Problems which may be due to a tongue-tie:
- Sore/damaged nipples
- Nipples which look misshapen or blanched after feeds
- Low milk supply
- Exhaustion from frequent/constant feeding
- Distress from failing to establish breastfeeding
- Restricted tongue movement
- Small mouth when feeding causing pain for the mother
- Unsettled behaviour during feeds; fussing and pulling away
- Baby falling asleep as soon as they latch on
- Difficulty staying attached to the breast or bottle
- Frequent or very long feeds
- Excessive early weight loss and poor weight gain
- Clicking noises and/ or dribbling and leaking milk during feeds
- Colic, wind, hiccoughs
- Reflux (vomiting after feeds)
Your baby may not display all of these signs and there can be other causes for these symptoms so thorough assessment is recommended.
The Portland Tongue Tie clinic for babies (0 to 8 months)
Mrs. Caulfield runs the Portland Tongue Tie clinic together with a Senior Lactation Consultant every Monday morning at the Portland Hospital in central London.
In the clinic, there is initially a consultation with Mrs.
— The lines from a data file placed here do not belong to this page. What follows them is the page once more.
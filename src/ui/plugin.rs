//! UI plugin - HUD and the game over screen.

use bevy::prelude::*;

use super::hud;
use crate::core::{GameState, RestartRequested, Session, SessionSet};

/// UI plugin - handles all user interface.
pub struct UiPlugin;

impl Plugin for UiPlugin {
    fn build(&self, app: &mut App) {
        // Setup HUD systems
        hud::setup_hud_systems(app);

        app
            // Game over
            .add_systems(OnEnter(GameState::GameOver), setup_game_over)
            .add_systems(
                Update,
                game_over_input
                    .in_set(SessionSet::Input)
                    .run_if(in_state(GameState::GameOver)),
            )
            .add_systems(OnExit(GameState::GameOver), cleanup_game_over);
    }
}

/// Marker for game over UI entities.
#[derive(Component)]
struct GameOverUi;

pub fn game_over_message(score: u32) -> String {
    format!("Game Over! Final score: {}", score)
}

/// Set up the game over screen.
fn setup_game_over(mut commands: Commands, session: Res<Session>) {
    commands
        .spawn((
            Node {
                width: Val::Percent(100.0),
                height: Val::Percent(100.0),
                flex_direction: FlexDirection::Column,
                justify_content: JustifyContent::Center,
                align_items: AlignItems::Center,
                ..default()
            },
            BackgroundColor(Color::srgba(0.0, 0.0, 0.0, 0.7)),
            GameOverUi,
        ))
        .with_children(|parent| {
            parent.spawn((
                Text::new(game_over_message(session.score)),
                TextFont {
                    font_size: 48.0,
                    ..default()
                },
                TextColor(Color::srgb(0.9, 0.9, 0.9)),
                Node {
                    margin: UiRect::bottom(Val::Px(30.0)),
                    ..default()
                },
            ));

            parent.spawn((
                Text::new("Click or press Enter to play again"),
                TextFont {
                    font_size: 24.0,
                    ..default()
                },
                TextColor(Color::srgb(0.7, 0.7, 0.75)),
            ));
        });
}

/// Restart on click or Enter.
fn game_over_input(
    mouse: Res<ButtonInput<MouseButton>>,
    keyboard: Res<ButtonInput<KeyCode>>,
    mut restart: EventWriter<RestartRequested>,
) {
    if mouse.just_pressed(MouseButton::Left) || keyboard.just_pressed(KeyCode::Enter) {
        restart.send(RestartRequested);
    }
}

/// Clean up game over entities.
fn cleanup_game_over(mut commands: Commands, query: Query<Entity, With<GameOverUi>>) {
    for entity in query.iter() {
        commands.entity(entity).despawn_recursive();
    }
}

#[cfg(test)]
mod tests {
    use super::*;
    use super::hud::score_label;

    #[test]
    fn labels_show_score() {
        assert_eq!(score_label(30), "Score: 30");
        assert_eq!(game_over_message(120), "Game Over! Final score: 120");
    }
}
Caulfield and a lactation Consultant where there is time to explore the particular problems you have been experiencing with feeding you baby.
Then, your baby will be gently and expertly examined for tongue tie in a sterilized minor theatre room with the you present and the tongue tie will be demonstrated to.
If all the signs are that your baby is has tongue tie and that it is causing the breastfeeding (or bottle feeding) difficulties then the tongue tie can be divided.
You will be asked to sign a consent form and then Mrs. Caulfield will apply some pain relieving drops to your baby’s mouth. You may watch or sit on a chair in the minor theatre or even wait in the waiting room as Mrs. Caulfield gently and swiftly divides the tongue-tie.
After the procedure, which at most causes very minor pain and bleeding, your breastfeeding technique will be assessed and the lactation consultant will supervise you until you are happy to leave. Advice will also be given about strategies you may need to use to achieve exclusive breastfeeding once the tongue tie is done.
No exercises are given, as Mrs. Caulfield firmly believes that breastfeeding is the best exercise for the tongue and prevents re healing.